Return only those lines of the records below in which "derive" appears.
"""
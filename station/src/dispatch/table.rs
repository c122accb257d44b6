use crate::dispatch::config::StationConfig;
use log::{info, warn};
use sondecore::tasks::{frequency_label, TaskEntry};
use std::collections::BTreeMap;
use std::time::{Duration, Instant};

/// What an SDR has been given to do.
#[derive(Debug, Clone, PartialEq)]
pub enum Assignment {
    Scan,
    Decode { frequency_hz: f64, sonde_type: String },
}

/// Why the station refused a control request.
#[derive(Debug, Clone, Copy, PartialEq, Eq)]
pub enum Refusal {
    Forbidden,
    NotFound,
    Malformed,
}

impl Refusal {
    pub fn status_code(&self) -> u16 {
        match self {
            Refusal::Forbidden => 403,
            Refusal::NotFound => 404,
            Refusal::Malformed => 500,
        }
    }
}

/// Receiver allocation for the emulated station.
pub struct TaskTable {
    sdrs: Vec<String>,
    assignments: BTreeMap<String, Assignment>,
    scan_inhibit: bool,
    web_control: bool,
    password: String,
    block_time: Duration,
    /// Locked-out frequencies and their expiry; `None` never expires.
    lockouts: Vec<(f64, Option<Instant>)>,
}

impl TaskTable {
    pub fn new(config: &StationConfig) -> Self {
        let mut table = Self {
            sdrs: config.sdrs.clone(),
            assignments: BTreeMap::new(),
            scan_inhibit: false,
            web_control: config.web_control_enabled(),
            password: config.web_password.clone(),
            block_time: Duration::from_secs(config.temporary_block_time.saturating_mul(60)),
            lockouts: Vec::new(),
        };
        for seed in &config.decoders {
            table.start_decoder(seed.frequency_hz, &seed.sonde_type, Instant::now());
        }
        table
    }

    pub fn check_password(&self, password: Option<&str>) -> Result<(), Refusal> {
        match password {
            Some(candidate) if self.web_control && candidate == self.password => Ok(()),
            _ => Err(Refusal::Forbidden),
        }
    }

    fn free_sdr(&self) -> Option<String> {
        self.sdrs
            .iter()
            .find(|sdr| !self.assignments.contains_key(*sdr))
            .cloned()
    }

    fn scanner_sdr(&self) -> Option<String> {
        self.assignments
            .iter()
            .find(|(_, assignment)| **assignment == Assignment::Scan)
            .map(|(sdr, _)| sdr.clone())
    }

    fn decoder_sdr(&self, frequency_hz: f64) -> Option<String> {
        self.assignments
            .iter()
            .find(|(_, assignment)| match assignment {
                Assignment::Decode { frequency_hz: f, .. } => *f == frequency_hz,
                Assignment::Scan => false,
            })
            .map(|(sdr, _)| sdr.clone())
    }

    pub fn is_scanning(&self) -> bool {
        self.scanner_sdr().is_some()
    }

    pub fn scan_inhibited(&self) -> bool {
        self.scan_inhibit
    }

    /// Frequencies with a running decoder, in Hz.
    pub fn active_frequencies(&self) -> Vec<f64> {
        self.assignments
            .values()
            .filter_map(|assignment| match assignment {
                Assignment::Decode { frequency_hz, .. } => Some(*frequency_hz),
                Assignment::Scan => None,
            })
            .collect()
    }

    fn locked_out(&mut self, frequency_hz: f64, now: Instant) -> bool {
        self.lockouts
            .retain(|(_, until)| until.map_or(true, |until| until > now));
        self.lockouts.iter().any(|(freq, _)| *freq == frequency_hz)
    }

    /// Queues a decoder the way a scan result would. Requests that cannot be
    /// placed are dropped, as the real station does.
    pub fn start_decoder(&mut self, frequency_hz: f64, sonde_type: &str, now: Instant) {
        if !frequency_hz.is_finite() {
            warn!("ignoring {} decoder on non-finite frequency", sonde_type);
            return;
        }
        if self.decoder_sdr(frequency_hz).is_some() {
            info!("decoder already running on {} MHz", frequency_label(frequency_hz));
            return;
        }
        if self.locked_out(frequency_hz, now) {
            warn!("{} MHz is locked out, ignoring start", frequency_label(frequency_hz));
            return;
        }
        let sdr = match self.free_sdr().or_else(|| self.scanner_sdr()) {
            Some(sdr) => sdr,
            None => {
                warn!(
                    "no receiver free for {} MHz {}",
                    frequency_label(frequency_hz),
                    sonde_type
                );
                return;
            }
        };
        info!(
            "starting {} decoder on {} MHz using SDR {}",
            sonde_type,
            frequency_label(frequency_hz),
            sdr
        );
        self.assignments.insert(
            sdr,
            Assignment::Decode {
                frequency_hz,
                sonde_type: sonde_type.to_string(),
            },
        );
    }

    pub fn stop_decoder(
        &mut self,
        frequency_hz: f64,
        lockout: bool,
        now: Instant,
    ) -> Result<(), Refusal> {
        let sdr = self.decoder_sdr(frequency_hz).ok_or(Refusal::NotFound)?;
        self.assignments.remove(&sdr);
        if lockout {
            self.lockouts
                .push((frequency_hz, now.checked_add(self.block_time)));
        }
        info!(
            "stopped decoder on {} MHz (lockout: {})",
            frequency_label(frequency_hz),
            lockout
        );
        Ok(())
    }

    pub fn enable_scanner(&mut self) {
        self.scan_inhibit = false;
    }

    pub fn disable_scanner(&mut self) -> Result<(), Refusal> {
        let sdr = self.scanner_sdr().ok_or(Refusal::NotFound)?;
        self.scan_inhibit = true;
        self.assignments.remove(&sdr);
        info!("scanner on SDR {} stopped", sdr);
        Ok(())
    }

    /// Periodic pass that restarts the scanner on an idle SDR.
    pub fn housekeeping(&mut self) {
        if self.scan_inhibit || self.is_scanning() {
            return;
        }
        if let Some(sdr) = self.free_sdr() {
            info!("starting scanner on SDR {}", sdr);
            self.assignments.insert(sdr, Assignment::Scan);
        }
    }

    /// The `get_task_list` payload: every configured SDR, tasked or not.
    pub fn task_list(&self) -> BTreeMap<String, TaskEntry> {
        self.sdrs
            .iter()
            .map(|sdr| {
                let entry = match self.assignments.get(sdr) {
                    None => TaskEntry {
                        freq: 0.0,
                        task: "Not Tasked".to_string(),
                        decoder_type: None,
                    },
                    Some(Assignment::Scan) => TaskEntry {
                        freq: 0.0,
                        task: "Scanning".to_string(),
                        decoder_type: None,
                    },
                    Some(Assignment::Decode {
                        frequency_hz,
                        sonde_type,
                    }) => TaskEntry {
                        freq: *frequency_hz,
                        task: format!("Decoding ({} MHz)", frequency_label(*frequency_hz)),
                        decoder_type: Some(sonde_type.clone()),
                    },
                };
                (sdr.clone(), entry)
            })
            .collect()
    }
}

#[cfg(test)]
mod tests {
    use super::*;

    fn table(sdrs: usize) -> TaskTable {
        TaskTable::new(&StationConfig::from_args(sdrs, Some("pw".into()), 0))
    }

    #[test]
    fn idle_station_starts_scanner() {
        let mut table = table(2);
        assert_eq!(table.task_list()["0"].task, "Not Tasked");
        table.housekeeping();
        assert_eq!(table.task_list()["0"].task, "Scanning");
        assert_eq!(table.task_list()["1"].task, "Not Tasked");
    }

    #[test]
    fn decoder_takes_free_sdr_then_scanner() {
        let mut table = table(2);
        let now = Instant::now();
        table.housekeeping();
        table.start_decoder(403_500_000.0, "RS41", now);
        let list = table.task_list();
        assert_eq!(list["1"].task, "Decoding (403.500 MHz)");
        assert_eq!(list["1"].decoder_type.as_deref(), Some("RS41"));

        table.start_decoder(402_000_000.0, "DFM", now);
        assert!(!table.is_scanning());
        assert_eq!(table.task_list()["0"].freq, 402_000_000.0);

        table.start_decoder(401_000_000.0, "M10", now);
        assert_eq!(table.active_frequencies().len(), 2);
    }

    #[test]
    fn non_finite_frequency_never_takes_an_sdr() {
        let mut table = table(1);
        table.start_decoder(f64::NAN, "RS41", Instant::now());
        table.start_decoder(f64::INFINITY, "RS41", Instant::now());
        assert!(table.active_frequencies().is_empty());
        table.housekeeping();
        assert!(table.is_scanning());
    }

    #[test]
    fn huge_block_time_does_not_overflow() {
        let config = StationConfig {
            temporary_block_time: u64::MAX,
            ..StationConfig::from_args(1, Some("pw".into()), 0)
        };
        let mut table = TaskTable::new(&config);
        let now = Instant::now();
        table.start_decoder(403_000_000.0, "RS41", now);
        assert!(table.stop_decoder(403_000_000.0, true, now).is_ok());
        table.start_decoder(403_000_000.0, "RS41", now + Duration::from_secs(86_400));
        assert!(table.active_frequencies().is_empty());
    }

    #[test]
    fn stop_unknown_decoder_is_not_found() {
        let mut table = table(1);
        assert_eq!(
            table.stop_decoder(403_000_000.0, false, Instant::now()),
            Err(Refusal::NotFound)
        );
    }

    #[test]
    fn lockout_blocks_restart_until_expiry() {
        let mut table = table(1);
        let now = Instant::now();
        table.start_decoder(403_000_000.0, "RS41", now);
        table.stop_decoder(403_000_000.0, true, now).unwrap();
        table.start_decoder(403_000_000.0, "RS41", now);
        assert!(table.active_frequencies().is_empty());

        let later = now + Duration::from_secs(121 * 60);
        table.start_decoder(403_000_000.0, "RS41", later);
        assert_eq!(table.active_frequencies(), vec![403_000_000.0]);
    }

    #[test]
    fn disabled_scanner_stays_off_until_enabled() {
        let mut table = table(1);
        assert_eq!(table.disable_scanner(), Err(Refusal::NotFound));
        table.housekeeping();
        table.disable_scanner().unwrap();
        assert!(table.scan_inhibited());
        table.housekeeping();
        assert!(!table.is_scanning());
        table.enable_scanner();
        table.housekeeping();
        assert!(table.is_scanning());
    }

    #[test]
    fn password_requires_web_control() {
        let table = table(1);
        assert!(table.check_password(Some("pw")).is_ok());
        assert_eq!(table.check_password(Some("nope")), Err(Refusal::Forbidden));
        assert_eq!(table.check_password(None), Err(Refusal::Forbidden));

        let closed = TaskTable::new(&StationConfig::from_args(1, None, 0));
        assert_eq!(closed.check_password(Some("none")), Err(Refusal::Forbidden));
    }
}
"""
ANSWER TO THIS EXERCISE:
#[derive(Debug, Clone, PartialEq)]
#[derive(Debug, Clone, Copy, PartialEq, Eq)]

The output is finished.